While you might want to start with a budget model if you're looking for your first DVD recorder, there are good reasons to explore the higher end of the price range. Up there, you'll find models that make it easier to do time-shift recording and that provide storage and editing options not found on starter units. For example, Panasonic's DMR-E95H is a deluxe DVD recorder if there ever was one. It has a built-in hard-disk recorder offering a huge storage capacity - 160 gigabytes (GB), or up to 284 hours in the lowest-quality mode - as well as an easy-to-use onscreen programming guide. PDF: Playback Compatibilty

You can dub recordings from the hard drive to both erasable DVD-RAM and write-once DVD-R discs. You can also record directly to DVDs, but going that route means you aren't taking full advantage of the intimate hard-disk/DVD-recorder connection. In any case, you'll appreciate the Panasonic's TiVo-like features - available with both hard-drive and DVD-RAM recordings - like being able to pause a program you're recording, or backtrack and watch it from an earlier point, while the recording continues uninterrupted.

Fast Facts

DIMENSIONS 17 x 3 1/8 x 11 1/2 inches PRICE $799 MANUFACTURER Panasonic, panasonic.com, 800-211-7262

Key Features
• Records on DVD-RAM and DVD-R discs • 160-GB hard-disk recorder • TV Guide OnScreen electronic programming guide • inputs and outputs 3 composite/S-video inputs, 2 outputs, all with stereo analog audio; i.Link (FireWire) DV input for camcorder; component-video output (switchable between interlaced and progressive-scan); optical digital audio output; RF (antenna) loop-through in/out

Since the hard disk's spaciousness encourages time-shifting, you'll also appreciate the TV Guide OnScreen point-and-click programming system, which is as easy to use as TiVo's. But unlike TiVo, it doesn't require a phone connection or an hours-long setup period before you can use the recorder.
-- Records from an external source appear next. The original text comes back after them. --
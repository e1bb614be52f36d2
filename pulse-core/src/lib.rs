//! Pulse Core
//!
//! This crate provides a fine-grained reactive runtime. It implements:
//!
//! - Reactive primitives (signals, memos, effects)
//! - Automatic dependency tracking with dynamic dependencies
//! - Lazy, memoized recomputation of derived values
//! - Deferred, deduplicated scheduling of effects
//!
//! Writes push dirtiness to exactly the nodes that read the written value,
//! so there is no diffing pass: whatever depends on a change, and nothing
//! else, is recomputed or rerun.
//!
//! # Architecture
//!
//! The crate is organized into several modules:
//!
//! - `graph`: Node bookkeeping, edge reconciliation and the task scheduler
//! - `reactive`: Signals, memos, effects and the evaluation context
//! - `config`: Per-thread runtime configuration
//! - `error`: The crate's error type
//!
//! # Example
//!
//! ```rust,ignore
//! use pulse_core::reactive::{Signal, Memo, Effect};
//! use pulse_core::graph::flush;
//!
//! // Create a signal
//! let count = Signal::new(0);
//!
//! // Create a derived value
//! let doubled = Memo::new({
//!     let count = count.clone();
//!     move || count.get() * 2
//! });
//!
//! // Create an effect
//! Effect::new(move || {
//!     println!("Doubled: {}", doubled.get());
//! });
//!
//! flush(); // prints "Doubled: 0"
//!
//! // Update the signal
//! count.set(5);
//! flush(); // prints "Doubled: 10"
//! ```

pub mod config;
pub mod error;
pub mod graph;
pub mod reactive;

pub use config::RuntimeConfig;
pub use error::{ReactiveError, Result};
pub use graph::{flush, settle, NodeId, TickReport};
pub use reactive::{untrack, Effect, Memo, Runtime, Signal};
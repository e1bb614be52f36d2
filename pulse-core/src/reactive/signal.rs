//! Signal Implementation
//!
//! A Signal is the fundamental reactive primitive. It holds a value and
//! tracks which computations depend on it.
//!
//! # How Signals Work
//!
//! 1. When a signal is read while a memo or effect is being evaluated, the
//!    signal registers that node as a subscriber.
//!
//! 2. When a signal's value changes, every subscriber is marked dirty,
//!    synchronously and transitively, before `set` returns.
//!
//! 3. Memos recompute on their next read; effects are scheduled.
//!
//! Writes that compare equal to the current value are dropped before they
//! reach the graph. The comparison defaults to `PartialEq` and can be
//! replaced per signal.

use std::cell::RefCell;
use std::fmt::{self, Debug};
use std::rc::Rc;

use super::context;
use crate::graph::{AnyNode, NodeCore, NodeId, NodeKind};

type EqualFn<T> = Box<dyn Fn(&T, &T) -> bool>;

pub(crate) struct SignalNode<T> {
    core: NodeCore,
    value: RefCell<T>,
    equal: EqualFn<T>,
}

impl<T: 'static> SignalNode<T> {
    fn track(self: &Rc<Self>) {
        context::track(&(Rc::clone(self) as Rc<dyn AnyNode>));
    }

    /// Store `value` and notify subscribers, without comparing.
    fn write(&self, value: T) {
        match self.value.try_borrow_mut() {
            Ok(mut slot) => *slot = value,
            Err(_) => panic!(
                "signal {} written while its value is borrowed",
                self.core.id()
            ),
        }
        self.core.propagate();
    }
}

impl<T> AnyNode for SignalNode<T> {
    fn core(&self) -> &NodeCore {
        &self.core
    }

    // Sources have no dependencies, so nothing ever notifies them.
    fn notify(self: Rc<Self>) {}
}

/// A reactive cell holding a value of type `T`.
///
/// `Signal` is a cheap handle; clones share the same cell.
///
/// # Example
///
/// ```rust,ignore
/// let count = Signal::new(0);
///
/// // Read the value
/// let value = count.get();
///
/// // Update the value (marks dependents dirty)
/// count.set(5);
/// ```
pub struct Signal<T: 'static> {
    inner: Rc<SignalNode<T>>,
}

impl<T: PartialEq + 'static> Signal<T> {
    /// Create a new signal that ignores writes equal to the current value.
    pub fn new(value: T) -> Self {
        Self::with_equality(value, |a: &T, b: &T| a == b)
    }
}

impl<T: 'static> Signal<T> {
    /// Create a signal with a custom equality check.
    ///
    /// `set` only propagates when `equal(current, new)` returns false.
    pub fn with_equality<F>(value: T, equal: F) -> Self
    where
        F: Fn(&T, &T) -> bool + 'static,
    {
        Self {
            inner: Rc::new(SignalNode {
                core: NodeCore::new(NodeKind::Source),
                value: RefCell::new(value),
                equal: Box::new(equal),
            }),
        }
    }

    /// Create a signal whose every `set` propagates, for values without a
    /// meaningful equality.
    pub fn always_notify(value: T) -> Self {
        Self::with_equality(value, |_, _| false)
    }

    /// Get the signal's unique ID.
    pub fn id(&self) -> NodeId {
        self.inner.core.id()
    }

    /// Borrow the current value, tracking the read.
    ///
    /// # Panics
    ///
    /// The value stays borrowed while `f` runs, so writing this signal from
    /// inside `f` panics. Use [`Signal::get`] to work on a copy instead.
    pub fn with<R>(&self, f: impl FnOnce(&T) -> R) -> R {
        self.inner.track();
        f(&*self.inner.value.borrow())
    }

    /// Set a new value and mark dependents dirty.
    ///
    /// Returns false if the value compared equal and nothing was propagated.
    pub fn set(&self, value: T) -> bool {
        let unchanged = (self.inner.equal)(&*self.inner.value.borrow(), &value);
        if unchanged {
            tracing::trace!(node = %self.id(), "write suppressed, value unchanged");
            return false;
        }
        self.inner.write(value);
        true
    }

    /// Update the value using a function of the current one.
    ///
    /// # Panics
    ///
    /// `f` sees the value borrowed, so it must not write this signal itself.
    pub fn update<F>(&self, f: F) -> bool
    where
        F: FnOnce(&T) -> T,
    {
        let next = f(&*self.inner.value.borrow());
        self.set(next)
    }

    /// Get the number of live subscribers.
    pub fn subscriber_count(&self) -> usize {
        self.inner.core.subscriber_count()
    }

    /// Whether the node with the given ID currently subscribes to this signal.
    pub fn has_subscriber(&self, id: NodeId) -> bool {
        self.inner.core.has_subscriber(id)
    }
}

impl<T: Clone + 'static> Signal<T> {
    /// Get the current value.
    ///
    /// If called while a memo or effect is evaluating, this also registers
    /// that node as a subscriber.
    pub fn get(&self) -> T {
        self.with(T::clone)
    }

    /// Get the current value without tracking dependencies.
    pub fn get_untracked(&self) -> T {
        self.inner.value.borrow().clone()
    }
}

impl<T: 'static> Clone for Signal<T> {
    fn clone(&self) -> Self {
        Self {
            inner: Rc::clone(&self.inner),
        }
    }
}

impl<T: Debug + 'static> Debug for Signal<T> {
    fn fmt(&self, f: &mut fmt::Formatter<'_>) -> fmt::Result {
        f.debug_struct("Signal")
            .field("id", &self.id())
            .field("value", &*self.inner.value.borrow())
            .field("subscriber_count", &self.subscriber_count())
            .finish()
    }
}

// ----------------------------------------------------------------------------
// Tests
// ----------------------------------------------------------------------------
The TV Guide system piggybacks its program information on broadcast or cable signals and only needs to be told what Zip code you're in and when you switch cable providers or change from cable to antenna signals, or vice versa. As a fallback, the recorder also has VCR Plus+, and you can always program recordings the old-fashioned way - by manually entering the date, channel, and start/stop times. The DMR-E95H provides standard editing functions for removing commercials or rearranging segments from your hard-disk or DVD-RAM recordings. These include playlist editing, which can also be used to assemble rudimentary video productions from, say, DV camcorder footage recorded through its hidden front-panel i.Link (a.k.a. FireWire) input. To save your edited work, you can copy from hard disk to DVD at either high speed (from 3 x to 32 x depending on the original recording mode and the type of DVD) or normal (1 x ) speed - the latter gives you the option of dubbing at a lower bit rate than the original (trading off image quality for a longer DVD recording time). In high-speed dubbing, the deck copies the hard-disk data directly, without decoding and re-encoding the video or audio signals, preserving the recording's original quality.